The data must be written out once more, precisely as given.

======

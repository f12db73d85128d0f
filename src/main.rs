use std::{
    io::{self, IsTerminal},
    process,
};

use clap::Parser;
use memocalc::{
    cache::{CacheStats, ExpressionCache},
    config::EngineConfig,
    interpreter::{lexer::InvalidCharacterPolicy, parser::core::Strategy},
    session::Session,
    util::num::format_result,
};
use tracing_subscriber::EnvFilter;

/// memocalc evaluates arithmetic expressions with `+ - * /`, parentheses and
/// prefix signs, caching every successful result.
#[derive(Parser, Debug)]
#[command(version, about, long_about = None)]
struct Args {
    /// Expression to evaluate. Starts an interactive session when omitted.
    expression: Option<String>,

    /// Parsing strategy: `descent` or `shunting-yard`.
    #[arg(short, long, env = "MEMOCALC_STRATEGY", default_value_t = Strategy::Descent)]
    strategy: Strategy,

    /// Disables result caching.
    #[arg(long)]
    no_cache: bool,

    /// Reports every invalid character instead of only the first one.
    #[arg(long)]
    collect_invalid: bool,

    /// Maximum depth of parentheses and prefix signs.
    #[arg(long, default_value_t = memocalc::interpreter::parser::core::MAX_NESTING)]
    max_nesting: usize,

    /// Rounds displayed results to this many decimals.
    #[arg(short, long)]
    precision: Option<usize>,

    /// Prints cache statistics after evaluating the expression.
    #[arg(long)]
    stats: bool,

    /// Prints statistics as JSON.
    #[arg(long, requires = "stats")]
    json: bool,
}

impl Args {
    fn config(&self) -> EngineConfig {
        let policy = if self.collect_invalid {
            InvalidCharacterPolicy::Collect
        } else {
            InvalidCharacterPolicy::First
        };

        let config = EngineConfig::default().with_strategy(self.strategy)
                                            .with_invalid_characters(policy)
                                            .with_max_nesting(self.max_nesting);
        if self.no_cache { config.without_cache() } else { config }
    }
}

fn main() {
    tracing_subscriber::fmt().with_env_filter(EnvFilter::try_from_default_env().unwrap_or_else(|_| EnvFilter::new("warn")))
                             .with_writer(io::stderr)
                             .init();

    let args = Args::parse();
    let cache = ExpressionCache::with_config(args.config());

    let Some(expression) = args.expression.as_deref() else {
        run_interactive(&cache, args.precision);
        return;
    };

    let code = match cache.evaluate(expression) {
        Ok(value) => {
            println!("Result: {}", format_result(value, args.precision));
            0
        },
        Err(e) => {
            eprintln!("{}: {e}", e.kind());
            1
        },
    };

    if args.stats {
        print_stats(&cache.stats(), args.json);
    }

    process::exit(code);
}

fn run_interactive(cache: &ExpressionCache, precision: Option<usize>) {
    let stdin = io::stdin();
    let interactive = stdin.is_terminal();

    if interactive {
        println!("memocalc: arithmetic expression calculator");
        println!("Type 'help' for commands, 'exit' or 'quit' to leave.");
        println!("{}", "-".repeat(40));
    }

    let session = Session::new(cache, stdin.lock(), io::stdout()).with_precision(precision);
    let session = if interactive { session } else { session.without_prompt() };

    if let Err(e) = session.run() {
        eprintln!("I/O error: {e}");
        process::exit(1);
    }
}

fn print_stats(stats: &CacheStats, json: bool) {
    if json {
        match serde_json::to_string_pretty(stats) {
            Ok(rendered) => println!("{rendered}"),
            Err(e) => eprintln!("Failed to render statistics: {e}"),
        }
        return;
    }

    println!("{stats}");
}
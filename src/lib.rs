//! # memocalc
//!
//! memocalc is an arithmetic expression evaluator written in Rust.
//! It tokenizes, parses and evaluates infix expressions over `+ - * /`,
//! parentheses and prefix signs, and memoizes results keyed by the
//! whitespace-free form of the input.

#![warn(
    clippy::redundant_clone,
    clippy::needless_pass_by_value,
    clippy::similar_names,
    clippy::large_enum_variant,
    clippy::string_lit_as_bytes,
    clippy::match_same_arms,
    clippy::cargo,
    clippy::nursery,
    clippy::perf,
    clippy::style,
    clippy::suspicious,
    clippy::correctness,
    clippy::complexity,
    clippy::pedantic,
    //missing_docs,
)]
#![allow(clippy::missing_errors_doc)]

use tracing::trace;

use crate::{
    cache::normalize,
    config::EngineConfig,
    error::EvalError,
    interpreter::lexer::tokenize_with,
};

/// Defines the structure of parsed expressions.
///
/// This module declares the `Expr` tree produced by the recursive-descent
/// parser together with the unary and binary operator types shared by both
/// parsing strategies.
///
/// # Responsibilities
/// - Defines number, unary and binary expression nodes.
/// - Attaches source offsets to nodes for error reporting.
/// - Defines operator precedence.
pub mod ast;
/// Memoizing expression cache.
///
/// Wraps the lexer, parser and evaluator with a lookup/store layer keyed by
/// the normalized expression and keeps hit/miss statistics.
///
/// # Responsibilities
/// - Normalizes expressions into cache keys.
/// - Serializes lookup, computation and storage behind one lock.
/// - Reports hits, misses, hit rate and entry count.
pub mod cache;
/// Engine configuration.
///
/// Selects the parsing strategy, the invalid-character policy, whether
/// results are cached and the maximum nesting depth.
pub mod config;
/// Provides unified error types for lexing, parsing and evaluation.
///
/// This module defines all errors that can be raised while evaluating an
/// expression. Every error carries the byte offset it refers to, and
/// [`error::EvalError::kind`] groups them into the coarse kinds shown to
/// users.
///
/// # Responsibilities
/// - Defines error enums for all failure modes (lexer, parser, evaluator).
/// - Attaches offsets and detailed messages for context.
/// - Supports integration with standard error handling traits.
pub mod error;
/// Orchestrates tokenizing, parsing and evaluating.
///
/// This module ties together the lexer, both parsing strategies and the
/// evaluators.
///
/// # Responsibilities
/// - Coordinates all core components: lexer, parser and evaluator.
/// - Provides the individual pipeline stages for direct use.
pub mod interpreter;
/// Line-oriented interactive session.
///
/// Reads commands and expressions from any reader, evaluates them through an
/// [`cache::ExpressionCache`] and writes results to any writer.
pub mod session;
/// General utilities.
///
/// Display formatting of numeric results.
pub mod util;

/// Evaluates an expression once, without any caching.
///
/// The expression is [`normalize`](cache::normalize)d exactly as the cache
/// does it, so `compute` and [`cache::ExpressionCache::evaluate`] agree on
/// every input, then tokenized, parsed with the configured strategy and
/// evaluated. Error offsets refer to the normalized expression.
///
/// # Errors
/// Returns the [`EvalError`] of the first stage that fails.
///
/// # Examples
/// ```
/// use memocalc::{compute, config::EngineConfig, error::ErrorKind};
///
/// let config = EngineConfig::default();
/// assert_eq!(compute("2 + 3 * 4", &config).unwrap(), 14.0);
/// assert_eq!(compute("1 2", &config).unwrap(), 12.0);
///
/// let err = compute("(2+3", &config).unwrap_err();
/// assert_eq!(err.kind(), ErrorKind::ParenMismatch);
/// ```
pub fn compute(expression: &str, config: &EngineConfig) -> Result<f64, EvalError> {
    compute_normalized(&normalize(expression), config)
}

/// Runs the pipeline on an expression that is already normalized.
pub(crate) fn compute_normalized(expression: &str,
                                 config: &EngineConfig)
                                 -> Result<f64, EvalError> {
    let tokens = tokenize_with(expression, config.invalid_characters)?;
    trace!(count = tokens.len(), "lexed");

    let parsed = config.strategy.parse(&tokens, config.max_nesting)?;
    let value = parsed.evaluate()?;

    Ok(value)
}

======

■ **SOLUTION**
repository f12db73d85128d0f
filename src/main.rs
use std::{
    io::{self, IsTerminal},
    process,
};

use clap::Parser;
use memocalc::{
    cache::{CacheStats, ExpressionCache},
    config::EngineConfig,
    interpreter::{lexer::InvalidCharacterPolicy, parser::core::Strategy},
    session::Session,
    util::num::format_result,
};
use tracing_subscriber::EnvFilter;

/// memocalc evaluates arithmetic expressions with `+ - * /`, parentheses and
/// prefix signs, caching every successful result.
#[derive(Parser, Debug)]
#[command(version, about, long_about = None)]
struct Args {
    /// Expression to evaluate. Starts an interactive session when omitted.
    expression: Option<String>,

    /// Parsing strategy: `descent` or `shunting-yard`.
    #[arg(short, long, env = "MEMOCALC_STRATEGY", default_value_t = Strategy::Descent)]
    strategy: Strategy,

    /// Disables result caching.
    #[arg(long)]
    no_cache: bool,

    /// Reports every invalid character instead of only the first one.
    #[arg(long)]
    collect_invalid: bool,

    /// Maximum depth of parentheses and prefix signs.
    #[arg(long, default_value_t = memocalc::interpreter::parser::core::MAX_NESTING)]
    max_nesting: usize,

    /// Rounds displayed results to this many decimals.
    #[arg(short, long)]
    precision: Option<usize>,

    /// Prints cache statistics after evaluating the expression.
    #[arg(long)]
    stats: bool,

    /// Prints statistics as JSON.
    #[arg(long, requires = "stats")]
    json: bool,
}

impl Args {
    fn config(&self) -> EngineConfig {
        let policy = if self.collect_invalid {
            InvalidCharacterPolicy::Collect
        } else {
            InvalidCharacterPolicy::First
        };

        let config = EngineConfig::default().with_strategy(self.strategy)
                                            .with_invalid_characters(policy)
                                            .with_max_nesting(self.max_nesting);
        if self.no_cache { config.without_cache() } else { config }
    }
}

fn main() {
    tracing_subscriber::fmt().with_env_filter(EnvFilter::try_from_default_env().unwrap_or_else(|_| EnvFilter::new("warn")))
                             .with_writer(io::stderr)
                             .init();

    let args = Args::parse();
    let cache = ExpressionCache::with_config(args.config());

    let Some(expression) = args.expression.as_deref() else {
        run_interactive(&cache, args.precision);
        return;
    };

    let code = match cache.evaluate(expression) {
        Ok(value) => {
            println!("Result: {}", format_result(value, args.precision));
            0
        },
        Err(e) => {
            eprintln!("{}: {e}", e.kind());
            1
        },
    };

    if args.stats {
        print_stats(&cache.stats(), args.json);
    }

    process::exit(code);
}

fn run_interactive(cache: &ExpressionCache, precision: Option<usize>) {
    let stdin = io::stdin();
    let interactive = stdin.is_terminal();

    if interactive {
        println!("memocalc: arithmetic expression calculator");
        println!("Type 'help' for commands, 'exit' or 'quit' to leave.");
        println!("{}", "-".repeat(40));
    }

    let session = Session::new(cache, stdin.lock(), io::stdout()).with_precision(precision);
    let session = if interactive { session } else { session.without_prompt() };

    if let Err(e) = session.run() {
        eprintln!("I/O error: {e}");
        process::exit(1);
    }
}

fn print_stats(stats: &CacheStats, json: bool) {
    if json {
        match serde_json::to_string_pretty(stats) {
            Ok(rendered) => println!("{rendered}"),
            Err(e) => eprintln!("Failed to render statistics: {e}"),
        }
        return;
    }

    println!("{stats}");
}
filename src/lib.rs
//! # memocalc
//!
//! memocalc is an arithmetic expression evaluator written in Rust.
//! It tokenizes, parses and evaluates infix expressions over `+ - * /`,
//! parentheses and prefix signs, and memoizes results keyed by the
//! whitespace-free form of the input.

#![warn(
    clippy::redundant_clone,
    clippy::needless_pass_by_value,
    clippy::similar_names,
    clippy::large_enum_variant,
    clippy::string_lit_as_bytes,
    clippy::match_same_arms,
    clippy::cargo,
    clippy::nursery,
    clippy::perf,
    clippy::style,
    clippy::suspicious,
    clippy::correctness,
    clippy::complexity,
    clippy::pedantic,
    //missing_docs,
)]
#![allow(clippy::missing_errors_doc)]

use tracing::trace;

use crate::{
    cache::normalize,
    config::EngineConfig,
    error::EvalError,
    interpreter::lexer::tokenize_with,
};

/// Defines the structure of parsed expressions.
///
/// This module declares the `Expr` tree produced by the recursive-descent
/// parser together with the unary and binary operator types shared by both
/// parsing strategies.
///
/// # Responsibilities
/// - Defines number, unary and binary expression nodes.
/// - Attaches source offsets to nodes for error reporting.
/// - Defines operator precedence.
pub mod ast;
/// Memoizing expression cache.
///
/// Wraps the lexer, parser and evaluator with a lookup/store layer keyed by
/// the normalized expression and keeps hit/miss statistics.
///
/// # Responsibilities
/// - Normalizes expressions into cache keys.
/// - Serializes lookup, computation and storage behind one lock.
/// - Reports hits, misses, hit rate and entry count.
pub mod cache;
/// Engine configuration.
///
/// Selects the parsing strategy, the invalid-character policy, whether
/// results are cached and the maximum nesting depth.
pub mod config;
/// Provides unified error types for lexing, parsing and evaluation.
///
/// This module defines all errors that can be raised while evaluating an
/// expression. Every error carries the byte offset it refers to, and
/// [`error::EvalError::kind`] groups them into the coarse kinds shown to
/// users.
///
/// # Responsibilities
/// - Defines error enums for all failure modes (lexer, parser, evaluator).
/// - Attaches offsets and detailed messages for context.
/// - Supports integration with standard error handling traits.
pub mod error;
/// Orchestrates tokenizing, parsing and evaluating.
///
/// This module ties together the lexer, both parsing strategies and the
/// evaluators.
///
/// # Responsibilities
/// - Coordinates all core components: lexer, parser and evaluator.
/// - Provides the individual pipeline stages for direct use.
pub mod interpreter;
/// Line-oriented interactive session.
///
/// Reads commands and expressions from any reader, evaluates them through an
/// [`cache::ExpressionCache`] and writes results to any writer.
pub mod session;
/// General utilities.
///
/// Display formatting of numeric results.
pub mod util;

/// Evaluates an expression once, without any caching.
///
/// The expression is [`normalize`](cache::normalize)d exactly as the cache
/// does it, so `compute` and [`cache::ExpressionCache::evaluate`] agree on
/// every input, then tokenized, parsed with the configured strategy and
/// evaluated. Error offsets refer to the normalized expression.
///
/// # Errors
/// Returns the [`EvalError`] of the first stage that fails.
///
/// # Examples
/// ```
/// use memocalc::{compute, config::EngineConfig, error::ErrorKind};
///
/// let config = EngineConfig::default();
/// assert_eq!(compute("2 + 3 * 4", &config).unwrap(), 14.0);
/// assert_eq!(compute("1 2", &config).unwrap(), 12.0);
///
/// let err = compute("(2+3", &config).unwrap_err();
/// assert_eq!(err.kind(), ErrorKind::ParenMismatch);
/// ```
pub fn compute(expression: &str, config: &EngineConfig) -> Result<f64, EvalError> {
    compute_normalized(&normalize(expression), config)
}

/// Runs the pipeline on an expression that is already normalized.
pub(crate) fn compute_normalized(expression: &str,
                                 config: &EngineConfig)
                                 -> Result<f64, EvalError> {
    let tokens = tokenize_with(expression, config.invalid_characters)?;
    trace!(count = tokens.len(), "lexed");

    let parsed = config.strategy.parse(&tokens, config.max_nesting)?;
    let value = parsed.evaluate()?;

    Ok(value)
}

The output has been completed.